Problem description »
Go through the lines below, tally those that include the word "height", and give only the tally.

Available data »
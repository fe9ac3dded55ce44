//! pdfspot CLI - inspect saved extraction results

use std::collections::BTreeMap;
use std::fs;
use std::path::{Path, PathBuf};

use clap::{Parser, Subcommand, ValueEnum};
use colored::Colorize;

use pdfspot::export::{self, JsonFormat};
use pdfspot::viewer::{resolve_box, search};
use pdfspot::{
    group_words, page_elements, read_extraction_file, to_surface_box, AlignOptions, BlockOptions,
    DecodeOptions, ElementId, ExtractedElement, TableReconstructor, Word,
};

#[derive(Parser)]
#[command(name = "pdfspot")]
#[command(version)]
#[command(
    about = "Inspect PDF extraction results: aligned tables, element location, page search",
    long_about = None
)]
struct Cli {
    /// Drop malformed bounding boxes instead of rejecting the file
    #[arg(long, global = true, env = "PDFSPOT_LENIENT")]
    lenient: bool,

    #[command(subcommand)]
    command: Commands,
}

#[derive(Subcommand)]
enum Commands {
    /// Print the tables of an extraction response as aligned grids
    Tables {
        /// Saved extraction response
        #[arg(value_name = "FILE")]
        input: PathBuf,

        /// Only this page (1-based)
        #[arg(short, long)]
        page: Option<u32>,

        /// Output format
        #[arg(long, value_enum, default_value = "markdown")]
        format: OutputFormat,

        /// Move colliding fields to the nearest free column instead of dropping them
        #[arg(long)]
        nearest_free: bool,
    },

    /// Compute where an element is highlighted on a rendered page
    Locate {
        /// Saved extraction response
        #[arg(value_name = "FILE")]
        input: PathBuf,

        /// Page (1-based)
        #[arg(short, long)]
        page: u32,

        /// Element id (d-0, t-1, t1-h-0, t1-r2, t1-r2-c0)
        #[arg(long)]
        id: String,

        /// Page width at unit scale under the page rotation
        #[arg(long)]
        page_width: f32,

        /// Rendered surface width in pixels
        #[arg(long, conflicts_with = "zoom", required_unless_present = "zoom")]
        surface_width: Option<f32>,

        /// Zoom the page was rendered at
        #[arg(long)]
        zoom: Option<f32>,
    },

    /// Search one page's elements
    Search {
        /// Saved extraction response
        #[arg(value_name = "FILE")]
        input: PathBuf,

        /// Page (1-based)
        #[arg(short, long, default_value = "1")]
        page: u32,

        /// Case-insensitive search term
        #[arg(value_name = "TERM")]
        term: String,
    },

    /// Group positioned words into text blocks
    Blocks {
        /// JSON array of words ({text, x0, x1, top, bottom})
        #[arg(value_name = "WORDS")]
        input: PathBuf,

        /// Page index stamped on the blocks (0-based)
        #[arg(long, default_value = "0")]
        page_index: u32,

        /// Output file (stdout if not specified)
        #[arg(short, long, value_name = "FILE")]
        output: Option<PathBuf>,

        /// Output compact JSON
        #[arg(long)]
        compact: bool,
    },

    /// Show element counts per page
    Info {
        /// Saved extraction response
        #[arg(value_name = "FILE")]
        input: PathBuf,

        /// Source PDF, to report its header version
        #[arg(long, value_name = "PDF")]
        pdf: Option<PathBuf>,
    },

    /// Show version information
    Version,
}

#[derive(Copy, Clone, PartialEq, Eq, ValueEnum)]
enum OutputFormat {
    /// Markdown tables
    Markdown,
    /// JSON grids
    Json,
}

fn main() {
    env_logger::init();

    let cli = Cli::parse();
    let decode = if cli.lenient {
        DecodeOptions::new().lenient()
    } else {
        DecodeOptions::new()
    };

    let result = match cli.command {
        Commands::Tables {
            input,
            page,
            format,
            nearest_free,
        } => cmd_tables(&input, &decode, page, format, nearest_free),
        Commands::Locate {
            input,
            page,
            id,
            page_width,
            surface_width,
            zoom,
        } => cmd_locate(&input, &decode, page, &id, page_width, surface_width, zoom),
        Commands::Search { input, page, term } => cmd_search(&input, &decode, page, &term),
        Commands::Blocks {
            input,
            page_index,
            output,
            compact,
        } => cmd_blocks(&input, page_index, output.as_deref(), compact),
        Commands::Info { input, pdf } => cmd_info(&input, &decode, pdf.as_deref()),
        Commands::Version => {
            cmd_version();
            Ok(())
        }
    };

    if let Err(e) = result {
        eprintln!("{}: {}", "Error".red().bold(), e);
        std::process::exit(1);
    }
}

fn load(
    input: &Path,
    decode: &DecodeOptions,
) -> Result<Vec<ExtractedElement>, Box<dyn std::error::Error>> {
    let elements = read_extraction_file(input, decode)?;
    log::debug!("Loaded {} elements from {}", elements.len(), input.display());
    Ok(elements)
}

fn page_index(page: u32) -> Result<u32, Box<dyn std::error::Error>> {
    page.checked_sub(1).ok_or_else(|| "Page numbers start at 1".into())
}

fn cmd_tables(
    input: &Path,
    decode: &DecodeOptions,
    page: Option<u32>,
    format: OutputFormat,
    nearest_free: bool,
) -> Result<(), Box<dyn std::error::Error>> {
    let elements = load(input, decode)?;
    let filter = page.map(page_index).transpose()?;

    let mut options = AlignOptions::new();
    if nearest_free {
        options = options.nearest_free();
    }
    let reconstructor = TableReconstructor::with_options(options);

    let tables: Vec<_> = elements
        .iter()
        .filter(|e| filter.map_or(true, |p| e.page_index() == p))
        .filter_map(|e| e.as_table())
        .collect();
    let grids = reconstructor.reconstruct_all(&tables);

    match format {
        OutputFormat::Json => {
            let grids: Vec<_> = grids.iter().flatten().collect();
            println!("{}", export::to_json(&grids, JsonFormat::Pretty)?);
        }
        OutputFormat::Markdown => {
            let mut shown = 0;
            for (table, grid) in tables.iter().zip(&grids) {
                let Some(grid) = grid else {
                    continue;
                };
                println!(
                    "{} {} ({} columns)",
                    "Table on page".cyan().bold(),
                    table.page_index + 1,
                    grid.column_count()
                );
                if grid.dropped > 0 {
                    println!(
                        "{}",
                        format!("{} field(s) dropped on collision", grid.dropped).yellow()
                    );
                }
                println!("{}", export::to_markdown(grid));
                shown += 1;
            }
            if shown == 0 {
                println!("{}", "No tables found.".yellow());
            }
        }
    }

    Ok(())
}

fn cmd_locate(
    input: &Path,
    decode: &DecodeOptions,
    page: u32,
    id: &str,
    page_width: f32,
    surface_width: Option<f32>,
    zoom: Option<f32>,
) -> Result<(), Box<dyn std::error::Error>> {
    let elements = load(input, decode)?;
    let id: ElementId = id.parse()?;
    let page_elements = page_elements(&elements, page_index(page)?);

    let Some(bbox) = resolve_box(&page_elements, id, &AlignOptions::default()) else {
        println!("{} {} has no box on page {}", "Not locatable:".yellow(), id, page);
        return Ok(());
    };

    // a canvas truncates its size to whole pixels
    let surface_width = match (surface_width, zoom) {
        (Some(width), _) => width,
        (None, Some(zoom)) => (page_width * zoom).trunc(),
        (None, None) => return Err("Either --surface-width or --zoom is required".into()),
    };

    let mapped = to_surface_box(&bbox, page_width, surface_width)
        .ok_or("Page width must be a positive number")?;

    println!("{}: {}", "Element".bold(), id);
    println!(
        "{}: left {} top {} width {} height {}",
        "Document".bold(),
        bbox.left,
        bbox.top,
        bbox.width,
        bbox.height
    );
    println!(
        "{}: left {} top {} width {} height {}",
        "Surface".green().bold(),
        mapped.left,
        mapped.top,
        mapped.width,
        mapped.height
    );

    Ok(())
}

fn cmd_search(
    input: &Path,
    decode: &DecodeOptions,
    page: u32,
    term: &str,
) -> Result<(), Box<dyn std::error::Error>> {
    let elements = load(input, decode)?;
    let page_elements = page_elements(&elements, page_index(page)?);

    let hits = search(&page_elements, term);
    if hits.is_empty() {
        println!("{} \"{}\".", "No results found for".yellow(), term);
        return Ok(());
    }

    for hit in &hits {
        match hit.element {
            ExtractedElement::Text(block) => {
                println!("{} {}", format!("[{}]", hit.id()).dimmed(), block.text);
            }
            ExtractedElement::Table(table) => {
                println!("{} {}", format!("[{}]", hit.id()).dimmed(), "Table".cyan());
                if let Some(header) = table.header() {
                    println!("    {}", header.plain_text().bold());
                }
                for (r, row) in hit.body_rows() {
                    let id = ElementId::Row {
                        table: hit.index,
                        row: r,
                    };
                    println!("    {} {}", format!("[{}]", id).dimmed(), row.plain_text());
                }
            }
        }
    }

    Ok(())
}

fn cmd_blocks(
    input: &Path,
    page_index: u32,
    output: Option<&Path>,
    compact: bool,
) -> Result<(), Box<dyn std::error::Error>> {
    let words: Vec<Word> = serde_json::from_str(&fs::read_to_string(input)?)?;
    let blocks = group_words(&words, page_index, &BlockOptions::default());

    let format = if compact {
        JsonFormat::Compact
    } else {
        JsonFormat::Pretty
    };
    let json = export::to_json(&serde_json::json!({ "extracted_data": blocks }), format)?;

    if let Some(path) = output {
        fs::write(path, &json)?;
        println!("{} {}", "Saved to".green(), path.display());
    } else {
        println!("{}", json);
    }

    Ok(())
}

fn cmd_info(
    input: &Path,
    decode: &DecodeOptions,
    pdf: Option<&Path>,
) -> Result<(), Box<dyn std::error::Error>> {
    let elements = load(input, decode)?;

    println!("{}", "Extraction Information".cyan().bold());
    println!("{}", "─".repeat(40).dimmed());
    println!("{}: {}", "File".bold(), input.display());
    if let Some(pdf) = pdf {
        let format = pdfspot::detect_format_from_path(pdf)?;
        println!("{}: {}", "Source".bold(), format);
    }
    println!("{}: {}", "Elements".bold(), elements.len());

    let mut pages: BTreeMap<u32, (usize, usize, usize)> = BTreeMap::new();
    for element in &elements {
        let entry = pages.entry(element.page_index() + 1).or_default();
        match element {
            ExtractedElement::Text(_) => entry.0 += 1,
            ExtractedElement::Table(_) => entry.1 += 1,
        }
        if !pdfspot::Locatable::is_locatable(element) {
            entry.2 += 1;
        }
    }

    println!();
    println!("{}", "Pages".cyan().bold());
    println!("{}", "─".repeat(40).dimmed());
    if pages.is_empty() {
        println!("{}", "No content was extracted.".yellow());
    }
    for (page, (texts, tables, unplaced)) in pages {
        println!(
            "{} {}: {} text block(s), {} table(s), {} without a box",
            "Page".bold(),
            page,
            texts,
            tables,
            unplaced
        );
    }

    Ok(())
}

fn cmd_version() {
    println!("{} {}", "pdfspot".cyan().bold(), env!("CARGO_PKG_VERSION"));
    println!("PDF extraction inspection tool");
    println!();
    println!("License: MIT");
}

Result of this exercise »
4